*** Opening of RECORDS TO USE ***

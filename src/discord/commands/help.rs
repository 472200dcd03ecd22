use crate::core::messaging::{help_sections, CommandListing};
use crate::discord::{Context, Error};
use poise::serenity_prelude as serenity;

/// List the bot's commands.
#[poise::command(prefix_command)]
pub async fn help(ctx: Context<'_>) -> Result<(), Error> {
    let listings: Vec<CommandListing> = ctx
        .framework()
        .options()
        .commands
        .iter()
        .map(|command| CommandListing {
            name: command.name.clone(),
            category: command.category.clone(),
            slash_only: command.prefix_action.is_none(),
        })
        .collect();

    let mut embed = serenity::CreateEmbed::new()
        .title("TXRP Commands")
        .color(serenity::Color::PURPLE)
        .timestamp(serenity::Timestamp::now());

    // The staff line sits inline, the rest get their own rows.
    for (index, (heading, line)) in help_sections(&listings).into_iter().enumerate() {
        embed = embed.field(heading, line, index == 0);
    }

    ctx.send(poise::CreateReply::default().embed(embed)).await?;
    Ok(())
}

*** Close of RECORDS TO USE ***

→ **WHAT YOU WILL DO**
Set the records above down again, exactly as they read.

→ **RESULT OF THE TASK**
filename src/discord/commands/help.rs
repository 472200dcd03ecd22
use crate::core::messaging::{help_sections, CommandListing};
use crate::discord::{Context, Error};
use poise::serenity_prelude as serenity;

/// List the bot's commands.
#[poise::command(prefix_command)]
pub async fn help(ctx: Context<'_>) -> Result<(), Error> {
    let listings: Vec<CommandListing> = ctx
        .framework()
        .options()
        .commands
        .iter()
        .map(|command| CommandListing {
            name: command.name.clone(),
            category: command.category.clone(),
            slash_only: command.prefix_action.is_none(),
        })
        .collect();

    let mut embed = serenity::CreateEmbed::new()
        .title("TXRP Commands")
        .color(serenity::Color::PURPLE)
        .timestamp(serenity::Timestamp::now());

    // The staff line sits inline, the rest get their own rows.
    for (index, (heading, line)) in help_sections(&listings).into_iter().enumerate() {
        embed = embed.field(heading, line, index == 0);
    }

    ctx.send(poise::CreateReply::default().embed(embed)).await?;
    Ok(())
}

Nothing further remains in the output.